All things considered, we are of the opinion and so hold, that petitioner has not
shown satisfactory proper and reasonable grounds under the aforequoted
provisions of Commonwealth Act No. 142 and the Rules of Court, to warrant the
grant of his petition for the use of an alias name.

Clearly therefore an alias is a name or names used by a person or intended to be used by him
publicly and habitually usually in business transactions in addition to his real name by which he is
registered at birth or baptized the first time or substitute name authorized by a competent
authority. A man's name is simply the sound or sounds by which he is commonly designated by
his fellows and by which they distinguish him but sometimes a man is known by several different
names and these are known as aliases. 11 Hence, the use of a fictitious name or a different name
belonging to another person in a single instance without any sign or indication that the user
intends to be known by this name in addition to his real name from that day forth does not fall
within the prohibition contained in C.A. No. 142 as amended. This is so in the case at bench.

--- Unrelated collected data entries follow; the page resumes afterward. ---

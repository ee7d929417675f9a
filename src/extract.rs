//! HTML to plain text.
//!
//! Uses scraper for parsing. Noise elements are skipped while walking the tree,
//! the main content region is picked from a priority list of selectors, and the
//! visible text is normalized line by line. Extraction never fails; malformed
//! markup yields whatever text the parser recovered.

use crate::summary::ArticleContent;
use lazy_static::lazy_static;
use scraper::{ElementRef, Html, Node, Selector};

/// Subtrees that never contribute article text
const NOISE_TAGS: &[&str] = &[
    "script", "style", "noscript", "nav", "footer", "header", "aside", "iframe",
];

/// Elements that end a line of text
const BLOCK_TAGS: &[&str] = &[
    "p", "div", "br", "li", "h1", "h2", "h3", "h4", "h5", "h6", "blockquote", "pre", "tr",
    "section", "figcaption",
];

/// Main-content candidates, most specific first
const CONTENT_SELECTORS: &[&str] = &[
    "article",
    "main",
    "[role='main']",
    ".article-body",
    ".article-content",
    ".post-content",
    ".entry-content",
    ".content",
    "#content",
    ".post",
    ".article",
];

lazy_static! {
    static ref CANDIDATES: Vec<Selector> = CONTENT_SELECTORS
        .iter()
        .filter_map(|s| Selector::parse(s).ok())
        .collect();
    static ref TITLE: Option<Selector> = Selector::parse("title").ok();
    static ref H1: Option<Selector> = Selector::parse("h1").ok();
    static ref BODY: Option<Selector> = Selector::parse("body").ok();
}

/// Reduce raw HTML to an [`ArticleContent`]
pub fn extract(url: &str, html: &str) -> ArticleContent {
    let document = Html::parse_document(html);

    ArticleContent {
        url: url.to_string(),
        title: extract_title(&document),
        text: extract_text(&document),
    }
}

/// Extract the page title from <title> or <h1>
pub fn extract_title(document: &Html) -> Option<String> {
    [TITLE.as_ref(), H1.as_ref()]
        .into_iter()
        .flatten()
        .filter_map(|selector| document.select(selector).next())
        .map(|element| element.text().collect::<String>().trim().to_string())
        .find(|title| !title.is_empty())
}

/// Extract readable text from the best content region
pub fn extract_text(document: &Html) -> String {
    for selector in CANDIDATES.iter() {
        if let Some(element) = document.select(selector).next() {
            let text = normalize(&visible_text(element));
            if !text.is_empty() {
                tracing::debug!(region = ?selector, "content region selected");
                return text;
            }
        }
    }

    // Fall back to the body, then to the whole document
    if let Some(body) = BODY.as_ref().and_then(|s| document.select(s).next()) {
        let text = normalize(&visible_text(body));
        if !text.is_empty() {
            return text;
        }
    }
    normalize(&visible_text(document.root_element()))
}

/// Concatenate text nodes under `element`, skipping noise subtrees and breaking after blocks
fn visible_text(element: ElementRef<'_>) -> String {
    let mut out = String::new();
    collect_text(element, &mut out);
    out
}

fn collect_text(element: ElementRef<'_>, out: &mut String) {
    for child in element.children() {
        match child.value() {
            Node::Text(text) => out.push_str(text),
            Node::Element(el) if NOISE_TAGS.contains(&el.name()) => {}
            Node::Element(el) => {
                if let Some(child) = ElementRef::wrap(child) {
                    collect_text(child, out);
                }
                if BLOCK_TAGS.contains(&el.name()) {
                    out.push('\n');
                }
            }
            _ => {}
        }
    }
}

/// Trim each line, split on double spaces, and keep non-empty fragments one per line
pub fn normalize(text: &str) -> String {
    text.lines()
        .map(str::trim)
        .flat_map(|line| line.split("  "))
        .map(str::trim)
        .filter(|fragment| !fragment.is_empty())
        .collect::<Vec<_>>()
        .join("\n")
}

It is not disputed that petitioner introduced himself in the Office of the Ombudsman as "Oscar
Perez," which was the name of the messenger of his lawyer who should have brought the letter
to that office in the first place instead of petitioner. He did so while merely serving the request of
his lawyer to obtain a copy of the complaint in which petitioner was a respondent. There is no
question then that "Oscar Perez" is not an alias name of petitioner. There is no evidence showing
that he had used or was intending to use that name as his second name in addition to his real
name. The use of the name "Oscar Perez" was made by petitioner in an isolated transaction
where he was not even legally required to expose his real identity. For, even if he had identified
himself properly at the Office of the Ombudsman, petitioner would still be able to get a copy of
the complaint as a matter of right, and the Office of the Ombudsman could not refuse him
because the complaint was part of public records hence open to inspection and examination by
anyone under the proper circumstances.
While the act of petitioner may be covered by other provisions of law, such does not constitute an
offense within the concept of C.A. No. 142 as amended under which he is prosecuted. The
confusion and fraud in business transactions which the anti-alias law and its related statutes
seek to prevent are not present here as the circumstances are peculiar and distinct from those
contemplated by the legislature in enacting C.A. No. 142 as amended. There exists a valid
presumption that undesirable consequences were never intended by a legislative measure and
that a construction of which the statute is fairly susceptible is favored, which will avoid all
objectionable, mischievous, indefensible, wrongful, evil and injurious consequences. 12 Moreover,
as C.A. No. 142 is a penal statute, it should be construed strictly against the State and in favor of
the accused. 13 The reason for this principle is the tenderness of the law for the rights of
individuals and the object is to establish a certain rule by conformity to which mankind would be
safe, and the discretion of the court limited. 14 Indeed, our mind cannot rest easy on the
proposition that petitioner should be convicted on a law that does not clearly penalize the act
done by him.

WHEREFORE, the questioned decision of the Court of Appeals affirming that of the Regional
Trial Court of Davao City is REVERSED and SET ASIDE and petitioner CESARIO URSUA is
ACQUITTED of the crime charged.

SO ORDERED.

Padilla, Vitug, Kapunan and Hermosisima, Jr., JJ., concur.